I figured many curious would come because they went to school here, so we kept the old chalkboards, desks, and globes. This wasn’t just in tribute. I had a Visual budget of zero. (They’ve since diminished. Commerce trampled nostalgia.) We still use the hallway bells, now timed to signal the beginning and end of shopping hours. The PA system worked, so I still hop on occasionally, before store hours, and sing something from the score of South Pacific, which inarguably has no clinkers. The administrative space functions as the same; I took the principal’s office. I kept the marble floors as they were, having hated industrial carpeting ever since my mother used her employee discount at the carpet warehouse she worked at to wall-to-wall our home in remaindered Celadon. We have no statement staircase, just two narrow flights to a second floor that still reverberate with those energized slap-slap-slaps toward recess. I reengineered the former cafeteria to display cookware. The gymnasium is seasonal: outdoor patio furnishings spring up like a migrant camp every March, and November brings pre-lit, pre-decorated Christmas trees so towering they’d only fit into a McMansion. The auditorium with its Depression-era murals had a serviceable stage, and I offered it for community rental or, if I liked the cause, gratis. Dipping into what little his late dad had left him, Andy bought four used delivery trucks. We washed them every weekend ourselves, knowing they were the moving sandwich boards representing Great Rooms! We went green and recycled, because I couldn’t afford daily bulk trash pickup. Skids and shipping containers our woodworkers conjoined as storage sheds and kids’ playhouses. 

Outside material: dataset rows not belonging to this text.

//! One authenticated TCP connection to the server.

use super::{
    config::ClientConfig,
    packet::{PacketType, Payload, Response, RESPONSE_VALUE},
    DIAL_TIMEOUT,
};
use crate::{
    errors::RconError,
    socket::{ReadFrame, WriteFrame},
};
use async_trait::async_trait;
use std::{
    io::{self, ErrorKind},
    sync::Arc,
};
use tokio::{
    io::AsyncWriteExt,
    net::{lookup_host, tcp::OwnedReadHalf, tcp::OwnedWriteHalf, TcpSocket, TcpStream},
    sync::Mutex,
    time::timeout,
};

/// Hands out request IDs. Never yields -1, which servers reserve for
/// authentication failures.
#[derive(Debug)]
pub(crate) struct RequestIds {
    next: i32,
}

impl RequestIds {
    pub(crate) fn new() -> Self {
        Self { next: 1 }
    }

    pub(crate) fn next(&mut self) -> i32 {
        let id = self.next;
        self.next = if id == i32::MAX { 1 } else { id + 1 };
        id
    }
}

#[derive(Debug)]
pub(crate) struct Connection {
    stream: TcpStream,
    ids: RequestIds,
}

impl Connection {
    /// Dial the configured server and log in.
    pub(crate) async fn establish(config: &ClientConfig) -> Result<Self, RconError> {
        let address = config.address();
        debug_log!(config.debug, "dialing {address}");

        let stream = timeout(DIAL_TIMEOUT, dial(&address))
            .await
            .unwrap_or_else(|_| Err(io::Error::new(ErrorKind::TimedOut, "dial timed out")))
            .map_err(|source| RconError::Dial {
                address: address.clone(),
                source,
            })?;

        debug_log!(config.debug, "connected to {address}, authenticating");

        let mut conn = Self {
            stream,
            ids: RequestIds::new(),
        };
        conn.authenticate(&config.password).await?;

        debug_log!(config.debug, "authenticated with {address}");
        Ok(conn)
    }

    /// Send the password. A reply carrying request ID -1 means it was wrong.
    async fn authenticate(&mut self, password: &str) -> Result<(), RconError> {
        let payload = Payload::new(PacketType::Auth, password.to_owned())?;
        let id = self.ids.next();
        self.stream.write_frame(id, &payload).await?;

        let mut reply = self.stream.read_frame().await?;

        // Source servers mirror an empty response value before the real auth reply
        if reply.packet_type == RESPONSE_VALUE && reply.body.is_empty() && reply.request_id == id {
            reply = self.stream.read_frame().await?;
        }

        if reply.request_id == -1 {
            return Err(RconError::AuthFailed);
        }

        Ok(())
    }

    /// Run one command and wait for its reply.
    pub(crate) async fn exec(&mut self, command: &str) -> Result<Option<Response>, RconError> {
        let payload = Payload::new(PacketType::ExecCommand, command.to_owned())?;
        let id = self.ids.next();
        self.stream.write_frame(id, &payload).await?;

        let reply = self.stream.read_frame().await?;
        if reply.request_id == -1 {
            return Err(RconError::AuthFailed);
        }

        Ok(Response::from_frame(reply))
    }

    /// Split into a read half for the broadcast loop and a shared write half
    /// for everything that only writes.
    pub(crate) fn into_split(self) -> (OwnedReadHalf, SharedWriter) {
        let (reader, writer) = self.stream.into_split();
        let writer = SharedWriter {
            inner: Arc::new(Mutex::new(WriterState {
                half: writer,
                ids: self.ids,
            })),
        };
        (reader, writer)
    }

    pub(crate) async fn close(mut self) -> Result<(), RconError> {
        self.stream.shutdown().await?;
        Ok(())
    }
}

#[derive(Debug)]
struct WriterState {
    half: OwnedWriteHalf,
    ids: RequestIds,
}

/// Write half of a split connection. Each packet is written whole while the
/// lock is held, so concurrent writers never interleave on the wire.
#[derive(Debug, Clone)]
pub(crate) struct SharedWriter {
    inner: Arc<Mutex<WriterState>>,
}

impl SharedWriter {
    pub(crate) async fn send(&self, payload: &Payload) -> Result<(), RconError> {
        let mut state = self.inner.lock().await;
        let id = state.ids.next();
        state.half.write_frame(id, payload).await
    }

    pub(crate) async fn close(&self) -> Result<(), RconError> {
        self.inner.lock().await.half.shutdown().await?;
        Ok(())
    }
}

#[async_trait]
impl super::heartbeat::Beat for SharedWriter {
    async fn beat(&self, command: &str) -> Result<(), RconError> {
        let payload = Payload::new(PacketType::ExecCommand, command.to_owned())?;
        self.send(&payload).await
    }
}

/// Connect to the first address `address` resolves to that accepts, with
/// TCP keep-alive turned on.
async fn dial(address: &str) -> io::Result<TcpStream> {
    let mut last_err = None;

    for addr in lookup_host(address).await? {
        let socket = if addr.is_ipv4() {
            TcpSocket::new_v4()?
        } else {
            TcpSocket::new_v6()?
        };
        socket.set_keepalive(true)?;

        match socket.connect(addr).await {
            Ok(stream) => return Ok(stream),
            Err(err) => last_err = Some(err),
        }
    }

    Err(last_err.unwrap_or_else(|| {
        io::Error::new(ErrorKind::AddrNotAvailable, "host resolved to no addresses")
    }))
}

#[cfg(test)]
mod tests {
    use super::{Connection, RequestIds};
    use crate::{
        errors::RconError,
        rcon::{
            mock::{MockOptions, MockServer},
            ClientConfig,
        },
    };

    #[test]
    fn test_request_ids_skip_negative() {
        let mut ids = RequestIds { next: i32::MAX };
        assert_eq!(ids.next(), i32::MAX);
        assert_eq!(ids.next(), 1);
        assert_eq!(ids.next(), 2);
    }

    #[tokio::test]
    async fn test_establish() -> Result<(), RconError> {
        let server = MockServer::start(MockOptions::new("pw")).await;
        let mut conn = Connection::establish(&server.config()).await?;

        let reply = conn.exec("status").await?.unwrap();
        assert_eq!(reply.trimmed_text(), "status");

        conn.close().await
    }

    #[tokio::test]
    async fn test_wrong_password() {
        let server = MockServer::start(MockOptions::new("pw")).await;
        let config = ClientConfig {
            password: "nope".to_string(),
            ..server.config()
        };

        let err = Connection::establish(&config).await.unwrap_err();
        assert!(matches!(err, RconError::AuthFailed));
    }

    #[tokio::test]
    async fn test_source_style_auth_preamble() -> Result<(), RconError> {
        let server = MockServer::start(MockOptions {
            source_auth: true,
            ..MockOptions::new("pw")
        })
        .await;

        let mut conn = Connection::establish(&server.config()).await?;
        let reply = conn.exec("ListPlayers").await?.unwrap();
        assert_eq!(reply.text(), "ListPlayers");

        Ok(())
    }

    #[tokio::test]
    async fn test_source_style_auth_failure() {
        let server = MockServer::start(MockOptions {
            source_auth: true,
            ..MockOptions::new("pw")
        })
        .await;
        let config = ClientConfig {
            password: "wrong".to_string(),
            ..server.config()
        };

        assert!(matches!(
            Connection::establish(&config).await,
            Err(RconError::AuthFailed)
        ));
    }

    #[tokio::test]
    async fn test_dial_failure() {
        // bind then drop to get a port nobody listens on
        let listener = tokio::net::TcpListener::bind("127.0.0.1:0").await.unwrap();
        let port = listener.local_addr().unwrap().port();
        drop(listener);

        let config = ClientConfig::new("127.0.0.1", port, "pw");
        let err = Connection::establish(&config).await.unwrap_err();
        assert!(matches!(err, RconError::Dial { .. }), "got {err:?}");
    }
}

Still, I had vast and odd space to fill. I knew what Pottery Barn could do; what they couldn’t, I made my niche. Ralph Lauren said somewhere that you can’t be too hot or too cold. That sounded right to me. Flavor of the month is nice—we’ve had our share of tables made from things like orange safety cones—but comfort food is nicer. I began acquiring. The local newspaper admiringly called it synergism. I knew it better as sink-or-swim. I brought in a struggling upholstery firm and its four employees, and we encouraged clients to bring in what caught their eye from catalogs or online. I tracked down a steelworker whose gates I admired at a museum and asked about an alliance. He began turning out everything from kickplates to customized trellises and fencing; a daughter and son-in-law later started designing bracelets. Milliners made tapestries. Local artists got their own stalls for their hand-painted canvases. (As they began to make house calls and broadened into architectural detail painting, they timidly asked if they could call themselves Damn Hue. Just being able to okay a name like that, as the owner, made owning the gallery worth it.) The only thing I insisted upon was showroom presence during business hours; it was fine, actually better, for me if they kept their off-site workrooms. I didn’t eschew heirlooms but I didn’t want shelves of empty perfume bottles, either, so we contracted a husband/wife team to bid on estates that met their antiquity standards. Sourcing has become a huge part of what Great Rooms! is. I don’t; others do. My days of bringing home a suitcase of filament bulbs when I travel are over.


Much to the chagrin of our customer service department, I started layaway, remembering how fanatically my parents paid weekly on a genuine arcade pinball machine for Olivia and me one Christmas. (It turned out to be more for them than us; we were more taken with Atari and bored quickly by the refurbished flippers and chrome balls.)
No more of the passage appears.